155. [usaco nov07] largest lake
★Input file:lake.in
Output file:lake.out
Simple comparison
Time Limit: 1 s memory limit: 128 MB
Translated by cmykrgb123
Description
In a recent rainstorm, Farmer John's farm was drowned, forming lakes. What's more terrible is that his cows are most afraid of water. Fortunately, his insurance company will give him a lot of compensation, which depends on the size of the largest lake on his farm.

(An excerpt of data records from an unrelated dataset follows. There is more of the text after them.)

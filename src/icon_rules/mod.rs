// icon_rules/mod.rs - Icon rule set built from the GLYPHLS_ICONS variable
//
// A RuleSet holds two tiers of rules: basic rules, looked up by exact key
// (a file type tag or a "*.ext" pattern), and glob rules, scanned in
// declaration order.  Both tiers carry the entry's position in the
// configuration string so the resolver can reconstruct declaration order.
//
// Built once, read-only afterwards.  Parsing lives in parser.rs, lookup in
// resolver.rs.

mod glob;
mod parser;
mod resolver;

use std::collections::HashMap;

use tracing::debug;

use crate::environment_provider::EnvironmentProvider;
use crate::icon_mapping::default_icon_config;

pub use glob::GlobPattern;
pub use parser::is_basic_key;
pub use resolver::{base_name, extension};





/// Environment variable name
pub const ICONS_ENV_VAR_NAME: &str = "GLYPHLS_ICONS";





////////////////////////////////////////////////////////////////////////////////

/// Where the active configuration string came from.
#[derive(Debug, Clone, Copy, PartialEq, Eq)]
pub enum RuleSource {
    Default,
    Environment,
}





/// A rule matched by exact key.
#[derive(Debug, Clone, PartialEq, Eq)]
pub struct BasicRule {
    pub icon: String,
    pub pos:  usize,
}





/// A rule matched by wildcard pattern against the base name.
#[derive(Debug, Clone)]
pub struct GlobRule {
    pub pattern: GlobPattern,
    pub icon:    String,
    pub pos:     usize,
}





////////////////////////////////////////////////////////////////////////////////
//
//  Rule
//
//  Borrowed view over either rule tier, for walking the whole set in
//  declaration order.
//
////////////////////////////////////////////////////////////////////////////////

#[derive(Debug, Clone, Copy)]
pub enum Rule<'a> {
    Basic { key: &'a str, rule: &'a BasicRule },
    Glob (&'a GlobRule),
}

impl<'a> Rule<'a> {
    pub fn pos(&self) -> usize {
        match self {
            Rule::Basic { rule, .. } => rule.pos,
            Rule::Glob (rule)        => rule.pos,
        }
    }

    pub fn key(&self) -> &'a str {
        match self {
            Rule::Basic { key, .. } => *key,
            Rule::Glob (rule)       => rule.pattern.as_str(),
        }
    }

    pub fn icon(&self) -> &'a str {
        match self {
            Rule::Basic { rule, .. } => &rule.icon,
            Rule::Glob (rule)        => &rule.icon,
        }
    }

    pub fn kind_name(&self) -> &'static str {
        match self {
            Rule::Basic { .. } => "basic",
            Rule::Glob (_)     => "glob",
        }
    }
}





////////////////////////////////////////////////////////////////////////////////

#[derive(Debug, Clone)]
pub struct ErrorInfo {
    pub message:              String,
    pub entry:                String,
    pub invalid_text:         String,
    pub invalid_text_offset:  usize,
}





#[derive(Debug, Clone, Default)]
pub struct ValidationResult {
    pub errors: Vec<ErrorInfo>,
}

impl ValidationResult {
    pub fn has_issues(&self) -> bool {
        !self.errors.is_empty()
    }
}





////////////////////////////////////////////////////////////////////////////////

#[derive(Debug, Clone)]
pub struct RuleSet {
    /// Basic rules keyed by the literal configured key
    basic_icons:       HashMap<String, BasicRule>,

    /// Glob rules in ascending position order
    glob_icons:        Vec<GlobRule>,

    source:            RuleSource,

    /// Diagnostics collected while parsing
    last_parse_result: ValidationResult,
}





////////////////////////////////////////////////////////////////////////////////
//
//  impl RuleSet
//
//  Construction from the environment and read-only accessors.
//
////////////////////////////////////////////////////////////////////////////////

impl RuleSet {

    ////////////////////////////////////////////////////////////////////////////
    //
    //  new
    //
    //  Create an empty RuleSet.  Every file resolves to the blank glyph.
    //
    ////////////////////////////////////////////////////////////////////////////

    pub fn new() -> Self {
        RuleSet {
            basic_icons:       HashMap::new(),
            glob_icons:        Vec::new(),
            source:            RuleSource::Default,
            last_parse_result: ValidationResult::default(),
        }
    }





    ////////////////////////////////////////////////////////////////////////////
    //
    //  from_environment
    //
    //  Build the rule set from GLYPHLS_ICONS.  An unset or empty variable
    //  selects the built-in defaults.
    //
    ////////////////////////////////////////////////////////////////////////////

    pub fn from_environment(provider: &dyn EnvironmentProvider) -> Self {
        match provider.get_env_var (ICONS_ENV_VAR_NAME) {
            Some (value) if !value.is_empty() => {
                let mut rules = Self::parse (&value);
                rules.source = RuleSource::Environment;
                rules
            }
            _ => {
                debug! ("{} not set, using default icons", ICONS_ENV_VAR_NAME);
                Self::parse (&default_icon_config())
            }
        }
    }

    pub fn source(&self) -> RuleSource {
        self.source
    }

    pub fn basic_rule(&self, key: &str) -> Option<&BasicRule> {
        self.basic_icons.get (key)
    }

    pub fn glob_rules(&self) -> &[GlobRule] {
        &self.glob_icons
    }

    pub fn rule_count(&self) -> usize {
        self.basic_icons.len() + self.glob_icons.len()
    }

    pub fn is_empty(&self) -> bool {
        self.rule_count() == 0
    }

    pub fn validation_result(&self) -> &ValidationResult {
        &self.last_parse_result
    }





    ////////////////////////////////////////////////////////////////////////////
    //
    //  rules_in_order
    //
    //  Every rule of both tiers, sorted by position.
    //
    ////////////////////////////////////////////////////////////////////////////

    pub fn rules_in_order(&self) -> Vec<Rule<'_>> {
        let mut rules: Vec<Rule<'_>> = self.basic_icons
            .iter()
            .map (|(key, rule)| Rule::Basic { key, rule })
            .chain (self.glob_icons.iter().map (Rule::Glob))
            .collect();

        rules.sort_by_key (Rule::pos);
        rules
    }
}





impl Default for RuleSet {
    fn default() -> Self {
        Self::new()
    }
}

His farm can be depicted as a grid of N (1 ≤ n ≤ 100) rows M (1 ≤ m ≤ 100) columns. Each grid is either land or lake water. It is known that there are K (1 ≤ k ≤ n × m) grids with water. Each grid of water can belong to a lake only when its sides are adjacent, and its vertices are not adjacent.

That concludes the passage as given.